CABINET CHAILLOT
PATENTS TRADEMARKS DESIGNS
French Patent & Trademark Attorneys - European Patent Attorneys - Representatives before EUIPO
ISO 9001 CERTIFIED
The appeal lodged by the opponent (appellant) lies from the opposition division's decision to reject the opposition against European patent No. 2 691 417. The patent is entitled "Antibody Fc variants".
Claim 1 of the patent reads:
"1. An antibody or an Fc fusion protein comprising an Fc variant of a wild-type human IgG1 Fc region, wherein the Fc variant of the wild-type human IgG1 Fc region contains amino acid substitutions P329G, L234A and L235A, wherein the residues are numbered according to the EU index of Kabat."
The board considers that claims 4 and 5 of main request and of auxiliary requests 1-5 add subject-matter.
The set of claims in auxiliary request 6, filed by letter of 21 February 2022, i.e. after the notification of the summons to oral proceedings, differs from the main request in that dependent claims 4 and 5 have been deleted and claims 6 to 8 renumbered accordingly.
Article 13(2) RPBA 2020, which relates to the situation "after notification of a summons to oral proceedings", thus applies.
In a first step it needs to be assessed whether filing auxiliary request 6 amounts to an "amendment of the party's appeal case" within the meaning of Article 13(2) RPBA 2020.
A number of decisions have held that deleting a dependent claim that does not represent an amendment to the factual and legal framework of the case is not an amendment within the meaning of Article 13(2) RPBA 2020.
In this board's view, however, a party's case should not be confused with the subject-matter that is presented for consideration of patentability. On the contrary, a new claim request normally represents a new line of defence against the opposition, and by adding this new line of defence to its case the respondent has undoubtedly changed its case.
A new request filed afterwards with a set of claims that is different to that of the previous requests, is usually to be regarded as an 'amendment to a party's appeal case' within the meaning of Article 13 RPBA 2020.
In a second step, it has to be established whether there are "exceptional circumstances, which have been justified by cogent reasons", which allow the request to be admitted into the appeal proceedings.
The respondent argued that neither the opposition division's preliminary opinion nor the decision under appeal had addressed the question of added subject-matter with regard to claims 4 and 5. Before receiving the board's communication under Article 15(1) RPBA 2020, the respondent could therefore not have reasonably expected it to become relevant in the appeal proceedings. The deletion did not change the assessment of any other issue of the appeal.

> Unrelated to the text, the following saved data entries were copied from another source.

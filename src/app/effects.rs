use leptos::{html, prelude::*};
use leptos_use::{
    use_intersection_observer_with_options, use_interval_fn_with_options, use_raf_fn,
    use_timeout_fn, use_window_size, UseIntersectionObserverOptions,
    UseIntersectionObserverReturn, UseIntervalFnOptions, UseTimeoutFnReturn,
    UseWindowSizeReturn,
};
use rand::{rngs::SmallRng, SeedableRng};
use thiserror::Error;
use wasm_bindgen::JsCast;
use web_sys::{CanvasRenderingContext2d, HtmlCanvasElement};

use crate::fx::{
    Decrypter, MountGate, RainField, Reveal, Surface, Tick, Ticker, TimerCmd, Typewriter,
    VisibilityLatch,
};

#[derive(Error, Debug, Clone)]
pub enum CanvasError {
    #[error("2d context unavailable")]
    NoContext,
    #[error("canvas error: {0}")]
    Js(String),
}

/// Flip to `true` the first time `target` crosses `threshold`, then stop
/// observing. Never flips back. A section that never mounts never reveals.
pub fn use_reveal_latch(target: NodeRef<html::Section>, threshold: f64) -> Signal<bool> {
    let latch = StoredValue::new(VisibilityLatch::new());
    let (visible, set_visible) = signal(false);

    let UseIntersectionObserverReturn { stop, .. } = use_intersection_observer_with_options(
        target,
        move |entries, _| {
            let flipped = entries.iter().any(|entry| {
                latch
                    .try_update_value(|l| l.observe(entry.is_intersecting()))
                    .unwrap_or(false)
            });
            if flipped {
                set_visible.set(true);
            }
        },
        UseIntersectionObserverOptions::default().thresholds(vec![threshold]),
    );

    Effect::watch(
        move || visible.get(),
        move |visible, _, _| {
            if *visible {
                if let Some(el) = target.get_untracked() {
                    log::debug!("section revealed: #{}", el.id());
                }
                latch.update_value(VisibilityLatch::detach);
                stop();
            }
        },
        false,
    );

    on_cleanup(move || {
        latch.try_update_value(VisibilityLatch::detach);
    });

    visible.into()
}

/// Per-element visibility for content that may mount inside an already
/// revealed section. Stays hidden until two animation frames after mount, so
/// the browser has committed the hidden style before the transition starts.
pub fn use_mount_gate(section_visible: Signal<bool>) -> Signal<bool> {
    let gate = RwSignal::new(MountGate::new());

    Effect::new(move |_| {
        request_animation_frame(move || {
            request_animation_frame(move || {
                gate.try_update(MountGate::paint);
            })
        })
    });

    Signal::derive(move || gate.with(|g| g.shown(section_visible.get())))
}

/// Inline style for one staggered element of a section.
pub fn reveal_css(visible: Signal<bool>, reveal: Reveal) -> impl Fn() -> String + Copy {
    move || reveal.style(visible.get()).to_css()
}

/// Drive `on_tick` every `period_ms` once `start` turns true (after an
/// optional `delay_ms`), until it reports [`Tick::Done`]. The interval and the
/// delay are both cancelled when the owner unmounts.
pub fn use_ticker<F>(period_ms: u64, delay_ms: u64, start: Signal<bool>, on_tick: F)
where
    F: Fn() -> Tick + Clone + Send + Sync + 'static,
{
    let ticker = StoredValue::new(Ticker::new(period_ms, delay_ms));
    let (finished, set_finished) = signal(false);

    let pausable = use_interval_fn_with_options(
        move || {
            let tick = on_tick();
            if ticker.try_update_value(|t| t.ticked(tick)) == Some(TimerCmd::Pause) {
                set_finished.set(true);
            }
        },
        ticker.with_value(Ticker::period_ms),
        UseIntervalFnOptions::default().immediate(false),
    );
    let resume = pausable.resume;
    let pause = pausable.pause;

    let UseTimeoutFnReturn { start: arm, .. } = use_timeout_fn(
        {
            let resume = resume.clone();
            move |_: ()| {
                if ticker.try_update_value(Ticker::delay_elapsed) == Some(TimerCmd::Resume) {
                    resume();
                }
            }
        },
        delay_ms as f64,
    );

    Effect::watch(
        move || start.get(),
        move |started, _, _| {
            if !*started {
                return;
            }
            match ticker.try_update_value(Ticker::start) {
                Some(TimerCmd::Resume) => resume(),
                Some(TimerCmd::Arm(_)) => arm(()),
                _ => {}
            }
        },
        true,
    );

    Effect::watch(
        move || finished.get(),
        move |done, _, _| {
            if *done {
                pause();
            }
        },
        false,
    );
}

/// Reveal-mode typewriter bound to a start signal.
pub fn use_typewriter(
    text: String,
    period_ms: u64,
    delay_ms: u64,
    start: Signal<bool>,
) -> Signal<String> {
    let engine = StoredValue::new(Typewriter::new(text));
    let (shown, set_shown) = signal(String::new());

    use_ticker(period_ms, delay_ms, start, move || {
        engine
            .try_update_value(|tw| {
                let tick = tw.tick();
                set_shown.set(tw.text().to_string());
                tick
            })
            .unwrap_or(Tick::Done)
    });

    shown.into()
}

/// Scramble-resolve text bound to a start signal.
pub fn use_decrypt(text: &str, period_ms: u64, stride: usize, start: Signal<bool>) -> Signal<String> {
    let engine = StoredValue::new(Decrypter::new(text, stride));
    let rng = StoredValue::new(SmallRng::from_entropy());
    let (shown, set_shown) = signal(String::new());

    use_ticker(period_ms, 0, start, move || {
        rng.try_update_value(|rng| {
            engine.try_update_value(|dec| {
                let tick = dec.tick(rng);
                set_shown.set(dec.text().to_string());
                if tick == Tick::Done {
                    log::debug!("decrypt resolved after {} iterations", dec.iteration());
                }
                tick
            })
        })
        .flatten()
        .unwrap_or(Tick::Done)
    });

    shown.into()
}

struct CanvasSurface {
    ctx: CanvasRenderingContext2d,
    font: String,
}

impl CanvasSurface {
    fn new(canvas: &HtmlCanvasElement, cell_px: u32) -> Result<Self, CanvasError> {
        let ctx = canvas
            .get_context("2d")
            .map_err(|e| CanvasError::Js(format!("{e:?}")))?
            .ok_or(CanvasError::NoContext)?
            .dyn_into::<CanvasRenderingContext2d>()
            .map_err(|_| CanvasError::NoContext)?;
        Ok(Self {
            ctx,
            font: format!("{cell_px}px 'Share Tech Mono', monospace"),
        })
    }
}

impl Surface for CanvasSurface {
    fn fade(&mut self, width: f64, height: f64) {
        self.ctx.set_fill_style_str("rgba(5, 5, 5, 0.05)");
        self.ctx.fill_rect(0.0, 0.0, width, height);
        self.ctx.set_fill_style_str("#00ff41");
        self.ctx.set_font(&self.font);
    }

    fn glyph(&mut self, glyph: char, x: f64, y: f64, alpha: f64) {
        let mut buf = [0u8; 4];
        self.ctx.set_global_alpha(alpha);
        // a failed glyph just leaves a gap in the column
        let _ = self.ctx.fill_text(glyph.encode_utf8(&mut buf), x, y);
        self.ctx.set_global_alpha(1.0);
    }
}

/// Full-viewport falling-glyph canvas. Runs from mount to unmount, unaffected
/// by section visibility.
#[component]
pub fn MatrixRain(cell_px: u32) -> impl IntoView {
    let canvas_ref = NodeRef::<html::Canvas>::new();
    let field = StoredValue::new(RainField::new(0, 0, cell_px));
    let rng = StoredValue::new(SmallRng::from_entropy());
    let surface = StoredValue::new_local(None::<CanvasSurface>);
    let UseWindowSizeReturn { width, height } = use_window_size();

    Effect::new(move |_| {
        let (w, h) = (width.get() as u32, height.get() as u32);
        let Some(canvas) = canvas_ref.get() else {
            return;
        };
        canvas.set_width(w);
        canvas.set_height(h);
        field.update_value(|f| f.resize(w, h));

        if surface.with_value(Option::is_none) {
            match CanvasSurface::new(&canvas, cell_px) {
                Ok(s) => surface.set_value(Some(s)),
                Err(e) => log::warn!("matrix rain disabled: {e}"),
            }
        }
    });

    let _ = use_raf_fn(move |_| {
        surface.update_value(|s| {
            let Some(s) = s.as_mut() else {
                return;
            };
            field.update_value(|f| {
                rng.update_value(|r| {
                    f.frame(s, r);
                });
            });
        });
    });

    view! { <canvas node_ref=canvas_ref class="absolute inset-0 z-0" style="opacity: 0.4" /> }
}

The board concluded that although the deletion of dependent claims 4 and 5 constitutes an amendment to the appeal within the meaning of Article 13(2) RPBA 2020, it did not change the factual and legal framework of the appeal. The appellant was therefore not disadvantaged by the admittance of the request.
The board concludes that deleting dependent claims 4 and 5 enhances procedural economy as doing so clearly overcomes existing objections without giving rise to any new issues. In the board's opinion these are cogent reasons justifying exceptional circumstances as per Article 13(2) RPBA 2020.
Auxiliary request 6 was admitted into the appeal proceedings.
Claim 5 is formulated in the form of a first medical use ("The antibody or Fc fusion protein according to any one of claims 1-4 for use as a medicament") according to Article 54(4) EPC. It is to be analyzed whether the compounds are suitable for use as a medicament.
The patent shows that the PGLALA mutations can be introduced into known therapeutic antibodies having a human IgG1 Fc region and that an antibody of this kind provides relevant medical effects such as reduced Fc receptor affinity and reduced effector function, known to be useful in several therapeutic contexts. It is plausible that this finding also extends to Fc fusion proteins in which the Fc part is fused to a therapeutically effective protein and that the mutated antibodies or Fc fusion proteins can be used as a medicament in said known therapies without the mutations in the Fc region impairing the therapeutic effect.
Therefore, the only remaining question is whether claim 5 should be restricted to these particular therapies.
This board cannot derive any requirement from the EPC whereby a patent would have to show that a compound is suitable for each and every disease in order for a first medical use to be sufficiently disclosed. Instead, it is sufficient to show that the compound is suitable for at least one particular medical use, as is the case in the patent at issue.
Thus, the invention to which the claims relate is sufficiently disclosed in the patent.
The case is remitted to the opposition division with the order to maintain the patent on the basis of claims 1 to 6 of auxiliary request 6.